> WHAT NEEDS TO BE DONE:
Bring together all lines of the material below that contain the string "HashMap".
__________________________________________________
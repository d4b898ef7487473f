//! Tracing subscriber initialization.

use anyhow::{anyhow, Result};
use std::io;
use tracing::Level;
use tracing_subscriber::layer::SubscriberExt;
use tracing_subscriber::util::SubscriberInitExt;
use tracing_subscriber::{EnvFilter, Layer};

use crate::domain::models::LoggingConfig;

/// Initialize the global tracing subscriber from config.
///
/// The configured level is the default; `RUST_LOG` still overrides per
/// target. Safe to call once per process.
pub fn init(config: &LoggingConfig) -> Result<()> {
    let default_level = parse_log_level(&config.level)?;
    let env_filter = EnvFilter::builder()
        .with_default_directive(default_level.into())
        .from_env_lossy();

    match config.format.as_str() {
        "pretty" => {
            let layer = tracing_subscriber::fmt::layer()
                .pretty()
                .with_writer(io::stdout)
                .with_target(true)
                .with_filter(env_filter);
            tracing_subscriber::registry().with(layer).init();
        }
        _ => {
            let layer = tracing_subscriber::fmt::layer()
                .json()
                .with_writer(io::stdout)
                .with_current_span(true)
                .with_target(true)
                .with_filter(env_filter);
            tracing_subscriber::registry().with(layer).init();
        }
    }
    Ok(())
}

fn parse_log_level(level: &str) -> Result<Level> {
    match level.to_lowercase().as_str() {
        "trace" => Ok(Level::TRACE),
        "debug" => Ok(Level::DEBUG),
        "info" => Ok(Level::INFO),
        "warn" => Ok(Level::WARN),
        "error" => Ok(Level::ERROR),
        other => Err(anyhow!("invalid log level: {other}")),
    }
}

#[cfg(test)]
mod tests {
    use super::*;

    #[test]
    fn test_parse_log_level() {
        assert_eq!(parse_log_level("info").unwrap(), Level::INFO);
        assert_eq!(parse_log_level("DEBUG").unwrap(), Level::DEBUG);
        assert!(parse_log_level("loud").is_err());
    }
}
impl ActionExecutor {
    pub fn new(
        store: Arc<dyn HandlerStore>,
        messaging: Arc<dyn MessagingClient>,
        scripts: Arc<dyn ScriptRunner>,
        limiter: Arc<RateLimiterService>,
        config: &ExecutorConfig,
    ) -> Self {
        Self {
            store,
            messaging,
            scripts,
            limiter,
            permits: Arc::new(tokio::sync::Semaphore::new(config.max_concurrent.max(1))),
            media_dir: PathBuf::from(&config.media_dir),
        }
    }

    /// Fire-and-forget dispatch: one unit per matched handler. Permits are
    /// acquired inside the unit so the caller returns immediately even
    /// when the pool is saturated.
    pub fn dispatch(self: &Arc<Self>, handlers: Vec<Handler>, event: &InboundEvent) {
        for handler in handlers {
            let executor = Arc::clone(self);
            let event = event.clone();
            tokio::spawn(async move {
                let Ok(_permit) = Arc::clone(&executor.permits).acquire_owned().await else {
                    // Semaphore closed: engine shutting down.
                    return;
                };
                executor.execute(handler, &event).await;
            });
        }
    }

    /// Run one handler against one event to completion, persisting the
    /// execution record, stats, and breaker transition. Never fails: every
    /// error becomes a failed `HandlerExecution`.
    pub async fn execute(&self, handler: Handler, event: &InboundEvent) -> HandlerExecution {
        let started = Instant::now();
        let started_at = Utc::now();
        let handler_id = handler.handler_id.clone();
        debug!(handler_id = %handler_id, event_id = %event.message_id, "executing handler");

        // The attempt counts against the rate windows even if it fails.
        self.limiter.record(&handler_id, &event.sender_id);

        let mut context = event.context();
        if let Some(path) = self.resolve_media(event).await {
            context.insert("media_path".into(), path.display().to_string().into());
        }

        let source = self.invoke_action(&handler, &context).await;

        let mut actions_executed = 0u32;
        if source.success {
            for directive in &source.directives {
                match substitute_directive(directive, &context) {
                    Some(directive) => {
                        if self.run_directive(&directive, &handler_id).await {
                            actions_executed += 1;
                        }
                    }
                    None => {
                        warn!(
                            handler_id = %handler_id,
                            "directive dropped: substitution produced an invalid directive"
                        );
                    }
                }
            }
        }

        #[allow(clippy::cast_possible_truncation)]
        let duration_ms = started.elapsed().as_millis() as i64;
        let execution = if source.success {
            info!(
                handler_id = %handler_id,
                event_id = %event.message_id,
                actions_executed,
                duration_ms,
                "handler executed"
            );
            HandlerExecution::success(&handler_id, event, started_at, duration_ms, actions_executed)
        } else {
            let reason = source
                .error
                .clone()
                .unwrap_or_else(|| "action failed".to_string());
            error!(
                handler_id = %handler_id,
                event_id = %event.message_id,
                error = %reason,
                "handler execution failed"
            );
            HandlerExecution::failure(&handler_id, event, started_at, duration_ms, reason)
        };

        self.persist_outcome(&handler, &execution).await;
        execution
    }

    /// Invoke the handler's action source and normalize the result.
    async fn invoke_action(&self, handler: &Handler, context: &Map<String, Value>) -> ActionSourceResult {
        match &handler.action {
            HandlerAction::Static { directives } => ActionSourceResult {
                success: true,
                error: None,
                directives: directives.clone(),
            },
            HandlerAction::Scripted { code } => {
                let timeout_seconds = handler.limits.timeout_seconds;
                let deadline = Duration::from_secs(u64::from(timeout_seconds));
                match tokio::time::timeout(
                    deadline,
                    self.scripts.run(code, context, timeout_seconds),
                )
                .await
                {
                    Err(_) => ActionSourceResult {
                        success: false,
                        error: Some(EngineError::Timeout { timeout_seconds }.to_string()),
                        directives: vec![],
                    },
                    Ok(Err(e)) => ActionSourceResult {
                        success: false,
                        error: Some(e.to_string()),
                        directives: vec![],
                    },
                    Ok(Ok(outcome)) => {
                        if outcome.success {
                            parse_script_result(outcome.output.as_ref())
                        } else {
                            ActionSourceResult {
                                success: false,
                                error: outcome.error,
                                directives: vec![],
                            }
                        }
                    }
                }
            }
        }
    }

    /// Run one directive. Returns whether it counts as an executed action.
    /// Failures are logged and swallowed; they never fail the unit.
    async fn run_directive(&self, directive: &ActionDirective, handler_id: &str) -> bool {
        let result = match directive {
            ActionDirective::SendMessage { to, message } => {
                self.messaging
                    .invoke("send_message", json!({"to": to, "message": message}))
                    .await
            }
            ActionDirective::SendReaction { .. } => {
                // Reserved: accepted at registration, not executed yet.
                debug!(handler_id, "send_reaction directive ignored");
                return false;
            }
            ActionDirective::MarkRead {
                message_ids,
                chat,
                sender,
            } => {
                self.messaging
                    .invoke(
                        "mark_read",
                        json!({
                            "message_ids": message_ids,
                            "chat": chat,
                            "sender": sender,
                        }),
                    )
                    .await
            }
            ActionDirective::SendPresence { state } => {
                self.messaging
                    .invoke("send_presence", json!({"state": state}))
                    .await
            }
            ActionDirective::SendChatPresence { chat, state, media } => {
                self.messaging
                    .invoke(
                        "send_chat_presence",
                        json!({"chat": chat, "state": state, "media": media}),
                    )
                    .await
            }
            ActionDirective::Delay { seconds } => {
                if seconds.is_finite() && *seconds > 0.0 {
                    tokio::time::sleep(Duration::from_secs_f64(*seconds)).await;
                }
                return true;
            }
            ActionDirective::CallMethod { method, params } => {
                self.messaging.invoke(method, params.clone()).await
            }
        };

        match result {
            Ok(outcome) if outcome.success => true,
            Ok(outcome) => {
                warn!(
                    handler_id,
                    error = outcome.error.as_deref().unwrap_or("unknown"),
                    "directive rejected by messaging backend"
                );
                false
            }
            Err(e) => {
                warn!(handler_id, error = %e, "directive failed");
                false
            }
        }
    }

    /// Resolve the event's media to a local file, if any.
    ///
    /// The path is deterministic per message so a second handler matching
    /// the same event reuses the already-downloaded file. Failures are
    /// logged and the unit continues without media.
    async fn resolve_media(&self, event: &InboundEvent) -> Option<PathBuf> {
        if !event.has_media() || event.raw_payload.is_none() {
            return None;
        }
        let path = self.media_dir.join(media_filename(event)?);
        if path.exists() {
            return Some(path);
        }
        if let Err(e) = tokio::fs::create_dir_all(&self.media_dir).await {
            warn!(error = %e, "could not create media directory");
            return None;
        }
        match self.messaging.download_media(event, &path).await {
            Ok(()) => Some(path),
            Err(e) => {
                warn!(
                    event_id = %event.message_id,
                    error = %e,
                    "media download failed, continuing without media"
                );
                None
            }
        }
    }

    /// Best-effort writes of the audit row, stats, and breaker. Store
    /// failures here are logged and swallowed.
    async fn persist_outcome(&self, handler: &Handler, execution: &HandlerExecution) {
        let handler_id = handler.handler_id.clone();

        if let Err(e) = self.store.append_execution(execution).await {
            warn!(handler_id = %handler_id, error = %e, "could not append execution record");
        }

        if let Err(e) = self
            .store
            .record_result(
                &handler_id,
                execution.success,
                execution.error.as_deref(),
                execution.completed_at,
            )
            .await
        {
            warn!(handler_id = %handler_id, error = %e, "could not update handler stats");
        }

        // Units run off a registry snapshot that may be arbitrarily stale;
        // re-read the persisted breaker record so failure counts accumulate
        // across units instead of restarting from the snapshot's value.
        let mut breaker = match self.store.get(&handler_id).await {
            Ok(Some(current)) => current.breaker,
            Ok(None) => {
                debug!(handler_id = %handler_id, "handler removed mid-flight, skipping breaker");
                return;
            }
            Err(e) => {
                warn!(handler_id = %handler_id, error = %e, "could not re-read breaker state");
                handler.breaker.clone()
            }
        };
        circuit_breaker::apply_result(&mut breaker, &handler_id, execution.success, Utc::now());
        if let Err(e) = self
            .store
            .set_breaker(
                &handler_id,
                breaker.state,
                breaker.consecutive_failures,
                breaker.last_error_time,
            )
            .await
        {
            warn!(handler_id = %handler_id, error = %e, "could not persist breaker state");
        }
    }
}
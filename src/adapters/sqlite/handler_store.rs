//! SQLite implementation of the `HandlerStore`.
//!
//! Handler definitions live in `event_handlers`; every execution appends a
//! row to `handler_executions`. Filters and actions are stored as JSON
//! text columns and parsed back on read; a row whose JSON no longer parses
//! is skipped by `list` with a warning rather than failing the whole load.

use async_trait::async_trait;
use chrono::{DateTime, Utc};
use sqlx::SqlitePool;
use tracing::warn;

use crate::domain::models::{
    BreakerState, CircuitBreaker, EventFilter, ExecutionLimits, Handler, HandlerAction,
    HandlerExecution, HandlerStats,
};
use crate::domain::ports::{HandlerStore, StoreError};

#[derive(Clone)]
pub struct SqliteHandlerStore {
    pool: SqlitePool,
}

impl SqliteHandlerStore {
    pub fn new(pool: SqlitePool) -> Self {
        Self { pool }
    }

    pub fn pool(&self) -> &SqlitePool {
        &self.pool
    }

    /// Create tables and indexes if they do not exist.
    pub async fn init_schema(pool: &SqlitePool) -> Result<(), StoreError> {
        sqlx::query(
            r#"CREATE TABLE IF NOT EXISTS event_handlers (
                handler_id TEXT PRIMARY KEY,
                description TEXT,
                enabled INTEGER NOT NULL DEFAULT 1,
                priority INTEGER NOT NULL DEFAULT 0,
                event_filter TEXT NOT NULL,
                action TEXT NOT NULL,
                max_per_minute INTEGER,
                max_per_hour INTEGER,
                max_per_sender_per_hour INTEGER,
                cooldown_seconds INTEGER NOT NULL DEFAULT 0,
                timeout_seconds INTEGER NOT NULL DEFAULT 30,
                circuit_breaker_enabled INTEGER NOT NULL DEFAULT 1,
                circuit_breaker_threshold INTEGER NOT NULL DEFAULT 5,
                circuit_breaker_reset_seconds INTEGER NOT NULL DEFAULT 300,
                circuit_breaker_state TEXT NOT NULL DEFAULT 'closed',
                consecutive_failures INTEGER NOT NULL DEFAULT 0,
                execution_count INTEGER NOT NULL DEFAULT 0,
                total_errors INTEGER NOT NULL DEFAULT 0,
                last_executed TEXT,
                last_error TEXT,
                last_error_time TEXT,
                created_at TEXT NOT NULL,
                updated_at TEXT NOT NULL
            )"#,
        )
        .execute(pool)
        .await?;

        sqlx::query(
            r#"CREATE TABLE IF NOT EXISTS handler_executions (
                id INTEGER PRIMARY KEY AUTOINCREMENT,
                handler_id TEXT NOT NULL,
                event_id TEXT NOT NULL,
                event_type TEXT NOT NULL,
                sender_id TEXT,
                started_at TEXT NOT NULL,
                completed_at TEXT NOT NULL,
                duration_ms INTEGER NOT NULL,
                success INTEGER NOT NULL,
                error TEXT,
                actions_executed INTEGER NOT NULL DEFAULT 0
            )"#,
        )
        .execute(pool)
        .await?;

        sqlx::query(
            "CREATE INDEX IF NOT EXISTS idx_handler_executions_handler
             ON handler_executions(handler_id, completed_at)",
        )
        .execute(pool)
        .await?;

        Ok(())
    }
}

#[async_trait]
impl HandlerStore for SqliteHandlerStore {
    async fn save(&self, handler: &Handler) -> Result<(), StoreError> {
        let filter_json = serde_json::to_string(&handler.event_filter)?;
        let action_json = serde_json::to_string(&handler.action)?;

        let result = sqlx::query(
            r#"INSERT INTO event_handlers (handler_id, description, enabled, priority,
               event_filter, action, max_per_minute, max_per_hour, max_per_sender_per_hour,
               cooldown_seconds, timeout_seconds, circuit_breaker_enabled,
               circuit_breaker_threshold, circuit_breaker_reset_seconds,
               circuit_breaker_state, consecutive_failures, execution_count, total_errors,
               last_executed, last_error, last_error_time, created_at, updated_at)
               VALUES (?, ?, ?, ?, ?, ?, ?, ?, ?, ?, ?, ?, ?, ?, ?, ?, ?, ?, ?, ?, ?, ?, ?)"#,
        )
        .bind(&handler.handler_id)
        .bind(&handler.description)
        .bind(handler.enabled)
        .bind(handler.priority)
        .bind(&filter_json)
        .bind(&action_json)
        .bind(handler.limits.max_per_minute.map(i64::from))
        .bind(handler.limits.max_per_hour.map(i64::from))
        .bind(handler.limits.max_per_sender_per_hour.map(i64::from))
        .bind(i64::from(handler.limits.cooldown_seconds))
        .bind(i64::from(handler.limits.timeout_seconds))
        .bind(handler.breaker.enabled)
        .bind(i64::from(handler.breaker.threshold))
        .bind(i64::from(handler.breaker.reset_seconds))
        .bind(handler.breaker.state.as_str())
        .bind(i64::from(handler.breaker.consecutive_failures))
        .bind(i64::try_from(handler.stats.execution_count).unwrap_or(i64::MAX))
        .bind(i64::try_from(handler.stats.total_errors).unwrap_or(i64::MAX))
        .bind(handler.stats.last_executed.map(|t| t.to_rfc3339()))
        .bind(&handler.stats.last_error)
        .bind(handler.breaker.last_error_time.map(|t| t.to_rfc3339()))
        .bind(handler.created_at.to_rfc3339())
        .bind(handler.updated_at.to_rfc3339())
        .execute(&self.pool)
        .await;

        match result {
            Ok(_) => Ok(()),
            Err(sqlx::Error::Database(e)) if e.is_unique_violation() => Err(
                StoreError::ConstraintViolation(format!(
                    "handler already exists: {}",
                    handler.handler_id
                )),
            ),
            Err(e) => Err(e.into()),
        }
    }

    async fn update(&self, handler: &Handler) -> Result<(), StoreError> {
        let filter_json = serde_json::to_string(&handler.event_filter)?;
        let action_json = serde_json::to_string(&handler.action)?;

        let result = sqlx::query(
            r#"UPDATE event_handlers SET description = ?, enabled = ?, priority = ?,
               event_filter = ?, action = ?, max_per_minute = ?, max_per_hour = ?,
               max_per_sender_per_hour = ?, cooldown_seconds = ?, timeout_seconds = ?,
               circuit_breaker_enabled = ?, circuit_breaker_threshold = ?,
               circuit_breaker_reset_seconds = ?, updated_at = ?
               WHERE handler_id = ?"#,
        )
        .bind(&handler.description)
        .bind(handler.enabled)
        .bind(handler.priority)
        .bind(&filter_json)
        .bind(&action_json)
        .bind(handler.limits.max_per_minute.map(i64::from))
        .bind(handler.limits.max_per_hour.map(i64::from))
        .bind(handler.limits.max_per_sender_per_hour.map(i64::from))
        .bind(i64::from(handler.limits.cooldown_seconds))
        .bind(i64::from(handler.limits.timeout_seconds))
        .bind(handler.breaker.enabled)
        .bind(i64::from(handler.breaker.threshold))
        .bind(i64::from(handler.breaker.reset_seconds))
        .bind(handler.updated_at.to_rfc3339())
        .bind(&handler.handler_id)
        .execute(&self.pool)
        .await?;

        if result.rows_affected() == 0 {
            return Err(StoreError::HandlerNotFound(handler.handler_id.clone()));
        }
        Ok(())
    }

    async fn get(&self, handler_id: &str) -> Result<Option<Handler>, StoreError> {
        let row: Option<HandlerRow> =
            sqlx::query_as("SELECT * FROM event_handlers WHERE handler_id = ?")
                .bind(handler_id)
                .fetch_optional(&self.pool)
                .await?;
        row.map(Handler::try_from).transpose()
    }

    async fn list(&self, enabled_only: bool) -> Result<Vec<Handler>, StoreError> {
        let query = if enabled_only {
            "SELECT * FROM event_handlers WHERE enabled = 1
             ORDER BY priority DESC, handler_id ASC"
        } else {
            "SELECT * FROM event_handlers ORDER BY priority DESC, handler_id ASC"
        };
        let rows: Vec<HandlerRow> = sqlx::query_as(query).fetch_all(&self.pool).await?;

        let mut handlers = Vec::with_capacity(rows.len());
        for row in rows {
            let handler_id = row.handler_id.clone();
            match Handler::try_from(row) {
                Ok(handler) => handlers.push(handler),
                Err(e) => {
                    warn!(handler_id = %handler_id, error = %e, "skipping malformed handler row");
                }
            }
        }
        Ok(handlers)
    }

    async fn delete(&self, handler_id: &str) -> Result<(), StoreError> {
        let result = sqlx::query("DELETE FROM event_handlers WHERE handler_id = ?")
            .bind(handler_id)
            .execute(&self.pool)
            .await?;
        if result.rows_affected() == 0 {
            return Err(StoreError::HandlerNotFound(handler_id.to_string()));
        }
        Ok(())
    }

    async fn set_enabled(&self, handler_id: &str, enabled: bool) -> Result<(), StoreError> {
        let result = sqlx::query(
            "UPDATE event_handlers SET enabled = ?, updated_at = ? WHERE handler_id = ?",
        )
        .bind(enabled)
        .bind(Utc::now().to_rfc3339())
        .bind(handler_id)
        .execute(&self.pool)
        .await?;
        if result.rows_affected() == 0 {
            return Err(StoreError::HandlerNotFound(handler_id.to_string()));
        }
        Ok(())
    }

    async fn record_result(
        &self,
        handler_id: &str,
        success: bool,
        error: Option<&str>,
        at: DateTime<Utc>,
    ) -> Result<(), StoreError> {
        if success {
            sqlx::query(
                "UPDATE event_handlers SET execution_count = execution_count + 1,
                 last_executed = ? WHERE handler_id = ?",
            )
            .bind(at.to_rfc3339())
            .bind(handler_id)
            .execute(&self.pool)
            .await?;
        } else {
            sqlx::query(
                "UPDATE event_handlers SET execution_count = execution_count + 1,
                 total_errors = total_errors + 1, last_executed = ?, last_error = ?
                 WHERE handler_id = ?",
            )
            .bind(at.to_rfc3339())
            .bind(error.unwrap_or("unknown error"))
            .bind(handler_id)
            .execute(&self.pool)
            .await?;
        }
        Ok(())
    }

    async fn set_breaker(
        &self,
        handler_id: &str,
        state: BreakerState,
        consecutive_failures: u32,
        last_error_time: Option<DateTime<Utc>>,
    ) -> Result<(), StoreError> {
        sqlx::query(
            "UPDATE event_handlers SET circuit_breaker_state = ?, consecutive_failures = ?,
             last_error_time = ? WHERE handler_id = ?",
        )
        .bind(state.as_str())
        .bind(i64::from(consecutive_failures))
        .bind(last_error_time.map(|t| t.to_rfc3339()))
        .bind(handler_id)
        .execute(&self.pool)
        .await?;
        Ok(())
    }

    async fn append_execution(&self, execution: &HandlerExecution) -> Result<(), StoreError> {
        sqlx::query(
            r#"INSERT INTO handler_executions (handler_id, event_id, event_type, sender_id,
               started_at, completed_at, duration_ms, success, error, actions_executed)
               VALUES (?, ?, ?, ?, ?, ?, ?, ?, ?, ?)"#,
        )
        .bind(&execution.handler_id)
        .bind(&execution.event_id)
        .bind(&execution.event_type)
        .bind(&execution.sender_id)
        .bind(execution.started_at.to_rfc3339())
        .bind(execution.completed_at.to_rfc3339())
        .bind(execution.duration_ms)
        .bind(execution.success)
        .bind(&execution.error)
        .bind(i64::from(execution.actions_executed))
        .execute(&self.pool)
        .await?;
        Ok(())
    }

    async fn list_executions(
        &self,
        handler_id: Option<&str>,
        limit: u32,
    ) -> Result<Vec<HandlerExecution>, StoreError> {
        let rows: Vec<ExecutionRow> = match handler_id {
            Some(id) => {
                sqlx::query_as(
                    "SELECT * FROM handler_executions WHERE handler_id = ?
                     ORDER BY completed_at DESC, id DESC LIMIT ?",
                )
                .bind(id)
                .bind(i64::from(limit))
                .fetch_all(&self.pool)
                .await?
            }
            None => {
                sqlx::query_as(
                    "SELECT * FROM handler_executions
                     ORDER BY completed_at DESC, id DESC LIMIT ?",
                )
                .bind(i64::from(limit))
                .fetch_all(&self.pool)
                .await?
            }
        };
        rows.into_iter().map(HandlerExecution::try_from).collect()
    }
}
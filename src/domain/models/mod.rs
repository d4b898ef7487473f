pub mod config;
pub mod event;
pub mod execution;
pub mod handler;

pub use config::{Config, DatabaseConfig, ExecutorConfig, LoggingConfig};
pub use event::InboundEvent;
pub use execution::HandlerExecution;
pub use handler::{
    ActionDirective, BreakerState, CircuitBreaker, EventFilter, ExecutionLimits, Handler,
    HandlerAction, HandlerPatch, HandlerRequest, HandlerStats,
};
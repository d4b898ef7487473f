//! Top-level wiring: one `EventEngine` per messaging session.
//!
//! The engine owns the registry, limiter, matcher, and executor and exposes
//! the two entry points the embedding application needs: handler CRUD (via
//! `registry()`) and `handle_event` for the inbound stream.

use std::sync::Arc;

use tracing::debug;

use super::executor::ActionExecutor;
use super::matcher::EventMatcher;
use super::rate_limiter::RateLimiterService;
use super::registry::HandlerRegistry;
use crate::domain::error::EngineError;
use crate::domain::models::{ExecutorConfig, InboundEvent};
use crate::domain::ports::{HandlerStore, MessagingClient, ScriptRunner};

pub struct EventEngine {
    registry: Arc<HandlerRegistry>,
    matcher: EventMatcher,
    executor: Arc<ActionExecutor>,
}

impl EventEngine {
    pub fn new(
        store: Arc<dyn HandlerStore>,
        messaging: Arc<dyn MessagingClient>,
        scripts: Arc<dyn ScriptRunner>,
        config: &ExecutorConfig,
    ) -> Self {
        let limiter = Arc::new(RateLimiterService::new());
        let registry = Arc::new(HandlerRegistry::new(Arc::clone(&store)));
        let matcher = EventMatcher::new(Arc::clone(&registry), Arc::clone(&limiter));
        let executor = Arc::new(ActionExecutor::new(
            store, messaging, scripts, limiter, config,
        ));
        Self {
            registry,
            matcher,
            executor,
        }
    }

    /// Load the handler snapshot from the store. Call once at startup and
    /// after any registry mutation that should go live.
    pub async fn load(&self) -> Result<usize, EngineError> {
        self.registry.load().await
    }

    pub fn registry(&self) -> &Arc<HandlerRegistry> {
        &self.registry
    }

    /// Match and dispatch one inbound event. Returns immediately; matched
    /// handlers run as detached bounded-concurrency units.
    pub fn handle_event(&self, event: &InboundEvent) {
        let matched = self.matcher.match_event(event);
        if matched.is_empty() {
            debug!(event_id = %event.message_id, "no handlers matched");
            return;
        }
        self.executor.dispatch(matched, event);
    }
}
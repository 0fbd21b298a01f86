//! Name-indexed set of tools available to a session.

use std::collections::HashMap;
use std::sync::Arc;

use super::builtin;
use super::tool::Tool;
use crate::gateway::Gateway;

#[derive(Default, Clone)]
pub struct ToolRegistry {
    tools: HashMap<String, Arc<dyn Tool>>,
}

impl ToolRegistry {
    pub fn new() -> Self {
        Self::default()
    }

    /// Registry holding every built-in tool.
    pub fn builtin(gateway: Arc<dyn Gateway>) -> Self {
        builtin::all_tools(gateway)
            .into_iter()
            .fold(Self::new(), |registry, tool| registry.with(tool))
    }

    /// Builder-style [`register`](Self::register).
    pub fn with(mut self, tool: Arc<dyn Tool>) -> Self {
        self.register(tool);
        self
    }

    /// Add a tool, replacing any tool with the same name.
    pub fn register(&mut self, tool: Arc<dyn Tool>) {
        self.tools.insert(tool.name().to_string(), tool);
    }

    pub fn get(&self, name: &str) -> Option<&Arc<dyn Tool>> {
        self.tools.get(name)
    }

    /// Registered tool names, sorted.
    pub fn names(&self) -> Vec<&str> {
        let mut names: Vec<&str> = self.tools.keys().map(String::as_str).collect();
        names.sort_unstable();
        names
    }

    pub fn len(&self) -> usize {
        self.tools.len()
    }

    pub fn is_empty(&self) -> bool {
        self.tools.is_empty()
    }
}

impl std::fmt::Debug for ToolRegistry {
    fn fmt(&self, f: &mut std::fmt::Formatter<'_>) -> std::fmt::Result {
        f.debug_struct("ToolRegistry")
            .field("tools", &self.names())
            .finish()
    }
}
__________________________________________________
> ANSWER TO THE EXERCISE:
use std::collections::HashMap;
    tools: HashMap<String, Arc<dyn Tool>>,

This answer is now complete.